Collected data entries:
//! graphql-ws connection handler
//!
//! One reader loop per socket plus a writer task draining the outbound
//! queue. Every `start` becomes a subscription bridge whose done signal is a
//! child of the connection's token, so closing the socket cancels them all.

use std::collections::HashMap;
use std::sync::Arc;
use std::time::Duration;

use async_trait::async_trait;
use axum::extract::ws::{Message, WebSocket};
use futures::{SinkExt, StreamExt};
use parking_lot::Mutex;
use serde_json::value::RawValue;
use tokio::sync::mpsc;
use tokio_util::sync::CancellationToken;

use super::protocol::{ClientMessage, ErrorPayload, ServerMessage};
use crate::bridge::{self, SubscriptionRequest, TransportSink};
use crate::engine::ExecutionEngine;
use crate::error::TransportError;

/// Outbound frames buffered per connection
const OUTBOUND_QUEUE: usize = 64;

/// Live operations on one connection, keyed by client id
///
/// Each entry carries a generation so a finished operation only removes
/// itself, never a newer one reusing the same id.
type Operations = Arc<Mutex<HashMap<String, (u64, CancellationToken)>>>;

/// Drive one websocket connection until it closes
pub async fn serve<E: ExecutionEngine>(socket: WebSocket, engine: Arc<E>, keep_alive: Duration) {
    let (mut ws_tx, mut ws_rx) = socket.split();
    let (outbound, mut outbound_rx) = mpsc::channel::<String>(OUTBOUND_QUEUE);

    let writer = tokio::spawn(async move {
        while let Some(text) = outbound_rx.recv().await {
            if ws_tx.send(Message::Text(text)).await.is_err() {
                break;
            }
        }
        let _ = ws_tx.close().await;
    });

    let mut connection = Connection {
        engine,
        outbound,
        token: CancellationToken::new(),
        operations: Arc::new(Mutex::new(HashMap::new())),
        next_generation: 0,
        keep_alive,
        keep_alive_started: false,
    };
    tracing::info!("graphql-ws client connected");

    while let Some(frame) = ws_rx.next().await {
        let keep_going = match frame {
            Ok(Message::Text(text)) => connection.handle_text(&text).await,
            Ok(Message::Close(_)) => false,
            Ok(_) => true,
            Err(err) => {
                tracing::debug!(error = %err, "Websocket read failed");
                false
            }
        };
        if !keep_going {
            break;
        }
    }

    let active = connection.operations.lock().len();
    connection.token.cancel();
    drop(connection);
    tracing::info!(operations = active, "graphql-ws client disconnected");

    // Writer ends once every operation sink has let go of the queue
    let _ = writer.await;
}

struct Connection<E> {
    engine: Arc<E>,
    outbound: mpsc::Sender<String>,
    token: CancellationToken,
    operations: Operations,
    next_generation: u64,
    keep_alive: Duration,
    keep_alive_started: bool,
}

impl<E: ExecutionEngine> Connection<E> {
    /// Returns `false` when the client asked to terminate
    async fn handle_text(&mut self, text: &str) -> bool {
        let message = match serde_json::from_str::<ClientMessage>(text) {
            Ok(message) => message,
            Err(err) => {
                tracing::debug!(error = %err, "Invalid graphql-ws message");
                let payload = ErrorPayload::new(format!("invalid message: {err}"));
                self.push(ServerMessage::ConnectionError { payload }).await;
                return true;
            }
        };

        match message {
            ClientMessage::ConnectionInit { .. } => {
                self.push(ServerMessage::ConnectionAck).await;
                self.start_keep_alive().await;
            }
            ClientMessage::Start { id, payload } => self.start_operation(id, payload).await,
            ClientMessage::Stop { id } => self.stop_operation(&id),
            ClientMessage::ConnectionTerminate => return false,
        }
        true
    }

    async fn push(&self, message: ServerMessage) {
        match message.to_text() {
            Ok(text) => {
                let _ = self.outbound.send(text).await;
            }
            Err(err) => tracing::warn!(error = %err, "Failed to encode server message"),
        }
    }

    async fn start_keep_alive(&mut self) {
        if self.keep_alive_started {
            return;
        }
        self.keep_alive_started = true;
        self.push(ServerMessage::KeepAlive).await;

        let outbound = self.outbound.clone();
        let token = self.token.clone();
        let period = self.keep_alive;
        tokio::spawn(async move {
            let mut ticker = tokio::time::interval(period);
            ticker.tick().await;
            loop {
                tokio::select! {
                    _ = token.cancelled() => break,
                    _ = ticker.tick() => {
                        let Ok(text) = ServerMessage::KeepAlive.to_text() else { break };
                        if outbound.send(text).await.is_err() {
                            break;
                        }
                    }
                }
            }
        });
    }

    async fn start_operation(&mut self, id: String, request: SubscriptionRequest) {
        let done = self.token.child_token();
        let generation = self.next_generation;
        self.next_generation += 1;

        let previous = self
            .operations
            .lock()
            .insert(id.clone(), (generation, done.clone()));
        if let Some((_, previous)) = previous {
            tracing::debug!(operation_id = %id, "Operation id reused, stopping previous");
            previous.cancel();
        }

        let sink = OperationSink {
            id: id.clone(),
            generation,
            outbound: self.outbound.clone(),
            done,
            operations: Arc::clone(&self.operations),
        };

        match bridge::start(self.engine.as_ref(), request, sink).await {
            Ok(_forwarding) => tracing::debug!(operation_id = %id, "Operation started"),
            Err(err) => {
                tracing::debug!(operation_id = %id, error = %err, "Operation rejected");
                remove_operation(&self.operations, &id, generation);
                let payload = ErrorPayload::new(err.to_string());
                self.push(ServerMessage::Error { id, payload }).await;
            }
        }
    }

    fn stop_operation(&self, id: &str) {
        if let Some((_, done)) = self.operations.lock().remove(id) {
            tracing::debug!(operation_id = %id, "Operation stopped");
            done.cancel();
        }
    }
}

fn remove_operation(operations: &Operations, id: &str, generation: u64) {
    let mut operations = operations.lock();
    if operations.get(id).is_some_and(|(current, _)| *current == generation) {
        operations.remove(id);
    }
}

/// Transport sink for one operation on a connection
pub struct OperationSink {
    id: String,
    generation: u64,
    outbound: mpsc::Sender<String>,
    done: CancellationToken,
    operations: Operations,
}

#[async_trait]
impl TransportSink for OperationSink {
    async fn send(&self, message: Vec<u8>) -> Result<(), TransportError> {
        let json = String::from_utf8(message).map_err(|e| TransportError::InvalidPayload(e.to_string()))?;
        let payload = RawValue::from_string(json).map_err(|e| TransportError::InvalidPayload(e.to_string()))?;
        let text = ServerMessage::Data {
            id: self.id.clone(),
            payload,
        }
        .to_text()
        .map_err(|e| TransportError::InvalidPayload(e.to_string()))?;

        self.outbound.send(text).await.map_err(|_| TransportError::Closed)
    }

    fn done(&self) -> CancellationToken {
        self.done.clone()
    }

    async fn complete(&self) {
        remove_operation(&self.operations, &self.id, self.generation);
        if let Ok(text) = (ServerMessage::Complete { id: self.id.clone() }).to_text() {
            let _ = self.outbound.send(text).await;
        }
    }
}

> _Goal of the exercise_: In full and word for word, set down the records shown above.

> _Written solution_:
//! graphql-ws connection handler
//!
//! One reader loop per socket plus a writer task draining the outbound
//! queue. Every `start` becomes a subscription bridge whose done signal is a
//! child of the connection's token, so closing the socket cancels them all.

use std::collections::HashMap;
use std::sync::Arc;
use std::time::Duration;

use async_trait::async_trait;
use axum::extract::ws::{Message, WebSocket};
use futures::{SinkExt, StreamExt};
use parking_lot::Mutex;
use serde_json::value::RawValue;
use tokio::sync::mpsc;
use tokio_util::sync::CancellationToken;

use super::protocol::{ClientMessage, ErrorPayload, ServerMessage};
use crate::bridge::{self, SubscriptionRequest, TransportSink};
use crate::engine::ExecutionEngine;
use crate::error::TransportError;

/// Outbound frames buffered per connection
const OUTBOUND_QUEUE: usize = 64;

/// Live operations on one connection, keyed by client id
///
/// Each entry carries a generation so a finished operation only removes
/// itself, never a newer one reusing the same id.
type Operations = Arc<Mutex<HashMap<String, (u64, CancellationToken)>>>;

/// Drive one websocket connection until it closes
pub async fn serve<E: ExecutionEngine>(socket: WebSocket, engine: Arc<E>, keep_alive: Duration) {
    let (mut ws_tx, mut ws_rx) = socket.split();
    let (outbound, mut outbound_rx) = mpsc::channel::<String>(OUTBOUND_QUEUE);

    let writer = tokio::spawn(async move {
        while let Some(text) = outbound_rx.recv().await {
            if ws_tx.send(Message::Text(text)).await.is_err() {
                break;
            }
        }
        let _ = ws_tx.close().await;
    });

    let mut connection = Connection {
        engine,
        outbound,
        token: CancellationToken::new(),
        operations: Arc::new(Mutex::new(HashMap::new())),
        next_generation: 0,
        keep_alive,
        keep_alive_started: false,
    };
    tracing::info!("graphql-ws client connected");

    while let Some(frame) = ws_rx.next().await {
        let keep_going = match frame {
            Ok(Message::Text(text)) => connection.handle_text(&text).await,
            Ok(Message::Close(_)) => false,
            Ok(_) => true,
            Err(err) => {
                tracing::debug!(error = %err, "Websocket read failed");
                false
            }
        };
        if !keep_going {
            break;
        }
    }

    let active = connection.operations.lock().len();
    connection.token.cancel();
    drop(connection);
    tracing::info!(operations = active, "graphql-ws client disconnected");

    // Writer ends once every operation sink has let go of the queue
    let _ = writer.await;
}

struct Connection<E> {
    engine: Arc<E>,
    outbound: mpsc::Sender<String>,
    token: CancellationToken,
    operations: Operations,
    next_generation: u64,
    keep_alive: Duration,
    keep_alive_started: bool,
}

impl<E: ExecutionEngine> Connection<E> {
    /// Returns `false` when the client asked to terminate
    async fn handle_text(&mut self, text: &str) -> bool {
        let message = match serde_json::from_str::<ClientMessage>(text) {
            Ok(message) => message,
            Err(err) => {
                tracing::debug!(error = %err, "Invalid graphql-ws message");
                let payload = ErrorPayload::new(format!("invalid message: {err}"));
                self.push(ServerMessage::ConnectionError { payload }).await;
                return true;
            }
        };

        match message {
            ClientMessage::ConnectionInit { .. } => {
                self.push(ServerMessage::ConnectionAck).await;
                self.start_keep_alive().await;
            }
            ClientMessage::Start { id, payload } => self.start_operation(id, payload).await,
            ClientMessage::Stop { id } => self.stop_operation(&id),
            ClientMessage::ConnectionTerminate => return false,
        }
        true
    }

    async fn push(&self, message: ServerMessage) {
        match message.to_text() {
            Ok(text) => {
                let _ = self.outbound.send(text).await;
            }
            Err(err) => tracing::warn!(error = %err, "Failed to encode server message"),
        }
    }

    async fn start_keep_alive(&mut self) {
        if self.keep_alive_started {
            return;
        }
        self.keep_alive_started = true;
        self.push(ServerMessage::KeepAlive).await;

        let outbound = self.outbound.clone();
        let token = self.token.clone();
        let period = self.keep_alive;
        tokio::spawn(async move {
            let mut ticker = tokio::time::interval(period);
            ticker.tick().await;
            loop {
                tokio::select! {
                    _ = token.cancelled() => break,
                    _ = ticker.tick() => {
                        let Ok(text) = ServerMessage::KeepAlive.to_text() else { break };
                        if outbound.send(text).await.is_err() {
                            break;
                        }
                    }
                }
            }
        });
    }

    async fn start_operation(&mut self, id: String, request: SubscriptionRequest) {
        let done = self.token.child_token();
        let generation = self.next_generation;
        self.next_generation += 1;

        let previous = self
            .operations
            .lock()
            .insert(id.clone(), (generation, done.clone()));
        if let Some((_, previous)) = previous {
            tracing::debug!(operation_id = %id, "Operation id reused, stopping previous");
            previous.cancel();
        }

        let sink = OperationSink {
            id: id.clone(),
            generation,
            outbound: self.outbound.clone(),
            done,
            operations: Arc::clone(&self.operations),
        };

        match bridge::start(self.engine.as_ref(), request, sink).await {
            Ok(_forwarding) => tracing::debug!(operation_id = %id, "Operation started"),
            Err(err) => {
                tracing::debug!(operation_id = %id, error = %err, "Operation rejected");
                remove_operation(&self.operations, &id, generation);
                let payload = ErrorPayload::new(err.to_string());
                self.push(ServerMessage::Error { id, payload }).await;
            }
        }
    }

    fn stop_operation(&self, id: &str) {
        if let Some((_, done)) = self.operations.lock().remove(id) {
            tracing::debug!(operation_id = %id, "Operation stopped");
            done.cancel();
        }
    }
}

fn remove_operation(operations: &Operations, id: &str, generation: u64) {
    let mut operations = operations.lock();
    if operations.get(id).is_some_and(|(current, _)| *current == generation) {
        operations.remove(id);
    }
}

/// Transport sink for one operation on a connection
pub struct OperationSink {
    id: String,
    generation: u64,
    outbound: mpsc::Sender<String>,
    done: CancellationToken,
    operations: Operations,
}

#[async_trait]
impl TransportSink for OperationSink {
    async fn send(&self, message: Vec<u8>) -> Result<(), TransportError> {
        let json = String::from_utf8(message).map_err(|e| TransportError::InvalidPayload(e.to_string()))?;
        let payload = RawValue::from_string(json).map_err(|e| TransportError::InvalidPayload(e.to_string()))?;
        let text = ServerMessage::Data {
            id: self.id.clone(),
            payload,
        }
        .to_text()
        .map_err(|e| TransportError::InvalidPayload(e.to_string()))?;

        self.outbound.send(text).await.map_err(|_| TransportError::Closed)
    }

    fn done(&self) -> CancellationToken {
        self.done.clone()
    }

    async fn complete(&self) {
        remove_operation(&self.operations, &self.id, self.generation);
        if let Ok(text) = (ServerMessage::Complete { id: self.id.clone() }).to_text() {
            let _ = self.outbound.send(text).await;
        }
    }
}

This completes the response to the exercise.